Who needed to watch the ball drop in Times Square, if you were looking for New Year’s Eve excitement? We had Congress giving us plenty of excitement (and heart attacks) with their dillydallying about the “fiscal cliff”. For better or for worse, the American Taxpayer Relief Act of 2012 was signed into law on January 2, 2013, and thank you very much, but I’ll stay out of any political discussion as to whether it’s good or bad for American taxpayers. What I will do is summarize a few of the key provisions of the “Act”, for your reading pleasure/misery.

Individual Income Tax Rates

The Act retains the 10%, 15%, 25%, 28%, and 33% marginal tax rates that had been in effect previously. The 35% tax bracket will end at $400K of taxable income (single) and $450K taxable income (joint). Above those thresholds, the 39.6% rate that was in effect “pre-Bush-tax-cuts” will kick in.

Estate and Trust Tax Rates

The top rate for estates and trusts rises to 39.6%, for taxable income over $11,950. As you can see, the top tax rate kicks in at a comparatively low taxable income amount, so executors and trustees are advised that whenever possible/practical, the income should be distributed out of estates/trusts to beneficiaries, especially when the beneficiaries are in a lower tax bracket than the estate/trust.

Long-term Capital Gains and Qualified Dividends

In recent tax years, long-term capital gains and qualified dividends have generally enjoyed a relatively low 15% tax rate. This will continue under “The Act”, but (always a but, eh?!) in cases where taxpayer’s taxable income (including the gains and the dividends) exceeds that magic threshold of $400K single/$450K joint, long-term gains and qualified dividends will be taxed at 20%.

15% Tax Rate Bracket for Joint Filers

The size of the 15% bracket for joint filers remains at 200% of the size of the 15% bracket for single taxpayers. Before all you single taxpayers run off to get married, keep in mind that this 200% amount does not apply to higher brackets, and remember what as I said above, about the top 39.6% bracket for joint taxpayers being only $50K higher than it is for single taxpayers, so there will definitely be some “marriage penalty” effects.
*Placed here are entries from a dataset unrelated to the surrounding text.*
//! Cancellation and deadline shared by the checks of one request.

use std::time::Duration;
use tokio::time::Instant;
use tokio_util::sync::CancellationToken;

/// Cancellation token plus a fixed deadline.
///
/// Derived from a parent token, so cancelling the parent (client disconnect,
/// server shutdown) cancels every check holding this context.
#[derive(Debug, Clone)]
pub struct CheckContext {
    token: CancellationToken,
    deadline: Instant,
}

impl CheckContext {
    /// Derive a child context that expires `timeout` from now.
    pub fn with_timeout(parent: &CancellationToken, timeout: Duration) -> Self {
        Self {
            token: parent.child_token(),
            deadline: Instant::now() + timeout,
        }
    }

    pub fn deadline(&self) -> Instant {
        self.deadline
    }

    pub fn token(&self) -> &CancellationToken {
        &self.token
    }

    /// Completes once the context is cancelled.
    pub async fn cancelled(&self) {
        self.token.cancelled().await
    }

    pub fn is_cancelled(&self) -> bool {
        self.token.is_cancelled()
    }

    pub fn cancel(&self) {
        self.token.cancel();
    }
}
//! Shutdown coordination.

use tokio_util::sync::CancellationToken;

/// Coordinator for graceful shutdown.
///
/// Hands out child tokens to servers and request handlers; triggering the
/// coordinator cancels all of them.
#[derive(Debug, Clone)]
pub struct Shutdown {
    root: CancellationToken,
}

impl Shutdown {
    pub fn new() -> Self {
        Self {
            root: CancellationToken::new(),
        }
    }

    /// A token cancelled when shutdown is triggered.
    pub fn token(&self) -> CancellationToken {
        self.root.child_token()
    }

    /// Trigger the shutdown signal.
    pub fn trigger(&self) {
        self.root.cancel();
    }

    pub fn is_triggered(&self) -> bool {
        self.root.is_cancelled()
    }

    /// Wait until shutdown is triggered.
    pub async fn wait(&self) {
        self.root.cancelled().await
    }
}

impl Default for Shutdown {
    fn default() -> Self {
        Self::new()
    }
}
//! Load testing for the health endpoint.

use std::sync::atomic::Ordering;
use std::time::{Duration, Instant};

use health_aggregator::health::CHECK_TIMEOUT;

mod common;

#[tokio::test]
async fn test_load_performance() {
    // 1. Setup mock endpoints
    let mut endpoints = Vec::new();
    let mut counters = Vec::new();
    for i in 0..8 {
        let (addr, hits) = common::start_mock_backend(200).await;
        endpoints.push(common::endpoint(&format!("dep-{i}"), addr));
        counters.push(hits);
    }
    let endpoint_count = endpoints.len();

    // 2. Start health server
    let (addr, shutdown) = common::start_health_server(endpoints, CHECK_TIMEOUT).await;

    // 3. Run load test
    let concurrency = 10;
    let requests_per_task = 10;
    let total_requests = concurrency * requests_per_task;

    let client = common::client();
    let start = Instant::now();

    let mut tasks = Vec::new();
    for _ in 0..concurrency {
        let client = client.clone();
        let url = format!("http://{addr}/health");
        tasks.push(tokio::spawn(async move {
            let mut latencies = Vec::new();
            for _ in 0..requests_per_task {
                let req_start = Instant::now();
                if let Ok(res) = client.get(&url).send().await {
                    if res.status().is_success() {
                        latencies.push(req_start.elapsed());
                    }
                }
            }
            latencies
        }));
    }

    let mut all_latencies = Vec::new();
    for task in tasks {
        all_latencies.extend(task.await.unwrap());
    }
    let duration = start.elapsed();

    assert_eq!(all_latencies.len(), total_requests, "every request should be healthy");

    // Every request probes every endpoint exactly once.
    let probes: usize = counters.iter().map(|c| c.load(Ordering::SeqCst)).sum();
    assert_eq!(probes, total_requests * endpoint_count);

    all_latencies.sort();
    let p50 = all_latencies[all_latencies.len() / 2];
    let p99 = all_latencies[(all_latencies.len() as f64 * 0.99) as usize];
    assert!(p99 < Duration::from_secs(5), "p99 {p99:?}");

    println!("\n--- Load Test Results ---");
    println!("Total Requests: {}", total_requests);
    println!("Endpoints:      {}", endpoint_count);
    println!("Concurrency:    {}", concurrency);
    println!("Total Duration: {:?}", duration);
    println!("P50 Latency:    {:?}", p50);
    println!("P99 Latency:    {:?}", p99);
    println!("-------------------------\n");

    shutdown.trigger();
}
Standard Deduction For Joint Filers

The standard deduction for joint returns will remain at 200% of the standard deduction for single taxpayers, woo hoo!

Itemized Deduction Phase-Outs

This is something that we haven’t had to face for a few years, and it’s baaack! Beginning in 2013, when Adjusted Gross Income, (not taxable income) exceeds $250K single/$300K joint, itemized deductions will generally be reduced by 3% of AGI. The net effect here is to actually increase your effective tax rate. It’s been estimated that taxpayers in the 33% bracket will effectively pay 33.99%, those in the 35% bracket will effectively pay 36.05%, and those in the 39.6% bracket will effectively pay 40.79%!

There are a lot more provisions to the Act, but I think I’ve been more than sadistic enough by telling you about the items above. For CPAs like me, each of these tax acts should really be called “The Tax Preparer Job Security Act”, since it keeps all of us busy, sorting through provisions, and advising our clients.